Ils n'allèrent pas bien loin dans la forêt; comme ils approchaient d'un carrefour où se croisaient plusieurs chemins, ils aperçurent Michel assis sur un tronc d'arbre couché dans l'herbe.
—C'est comme cela que vous vous dépêchez, lui cria Berthe.
—C'est justement parce que je me suis trop dépêché que j'attendais qu'il fût l'heure d'arriver convenablement, répondit Michel en venant vivement au-devant d'eux.
—Si vous aviez su?... dit Berthe.
Michel la regarda surpris; alors Adeline lui prenant la main la mit dans celle de Berthe.
—La Maman donne son consentement, dit-il; dans un mois, vous pouvez être mariés; mais, aujourd'hui même, vous l'êtes pour moi et par moi; embrassez-vous, mes enfants.
Il voulut que Berthe donnât le bras à son mari, et il les fit marcher devant lui en les regardant.
Et à se dire qu'elle serait heureuse, il se sentait plus courageux; pour elle au moins sa tâche était accomplie.

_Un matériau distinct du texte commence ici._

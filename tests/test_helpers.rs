//! Helper functions and utilities for tests

#![allow(dead_code)]

use head_pose_annotator::{
    camera::CameraIntrinsics,
    face_model::{model_points, FACE_MODEL},
    rotation::rotation_vector,
    EulerAngles,
};
use nalgebra::{Point2, Vector3};
use std::path::Path;

/// Project the face model through a pose given as Euler angles.
pub fn project_model(angles: EulerAngles, translation: Vector3<f64>) -> Vec<Point2<f64>> {
    let rvec = rotation_vector(&angles.to_rotation_matrix());
    CameraIntrinsics::calibrated()
        .project_points(&model_points(), &rvec, &translation)
        .expect("model in front of the camera")
}

/// A full 68-point landmark set whose model landmarks are the rounded projections of a pose.
///
/// Landmarks outside the model sit at the image centre.
pub fn synthetic_landmarks(angles: EulerAngles, translation: Vector3<f64>) -> Vec<(i32, i32)> {
    let mut landmarks = vec![(320, 240); 68];
    for (anchor, pixel) in FACE_MODEL.iter().zip(project_model(angles, translation)) {
        landmarks[anchor.landmark] = (pixel.x.round() as i32, pixel.y.round() as i32);
    }
    landmarks
}

/// Record file content in the `version / n_points / {` layout, without a pose line.
pub fn record_content(landmarks: &[(i32, i32)]) -> String {
    let mut content = format!("version: 1\nn_points:  {}\n{{\n", landmarks.len());
    for (x, y) in landmarks {
        content.push_str(&format!("{x}.000 {y}.000\n"));
    }
    content.push('}');
    content
}

/// Write a record file next to a blank image of the given size.
pub fn write_sample(dir: &Path, stem: &str, landmarks: &[(i32, i32)], size: (u32, u32)) {
    std::fs::write(dir.join(format!("{stem}.txt")), record_content(landmarks)).expect("write record");
    image::RgbImage::new(size.0, size.1)
        .save(dir.join(format!("{stem}.png")))
        .expect("write image");
}

/// Smallest difference between two angles in degrees, modulo 360.
pub fn angle_difference(a: f64, b: f64) -> f64 {
    let d = (a - b).rem_euclid(360.0);
    d.min(360.0 - d)
}

/// Assert two sets of Euler angles agree within `tolerance` degrees, modulo 360.
pub fn assert_angles_close(actual: EulerAngles, expected: EulerAngles, tolerance: f64) {
    for (name, a, e) in [
        ("pitch", actual.pitch, expected.pitch),
        ("yaw", actual.yaw, expected.yaw),
        ("roll", actual.roll, expected.roll),
    ] {
        assert!(
            angle_difference(a, e) <= tolerance,
            "{name}: got {a}, expected {e} (tolerance {tolerance})"
        );
    }
}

Léonie avait passé sa matinée à cueillir des fleurs et la table en était couverte, mais ces fleurs, pas plus que les sourires de sa fille, la joie de Michel, le bonheur de sa femme ne pouvaient soutenir Adeline, qui à chaque instant restait immobile à regarder les minutes fuir sur le cadran de la pendule; alors la Maman se disait:
—Le bonheur même de sa fille ne peut pas l'arracher à la pensée de sa maladie.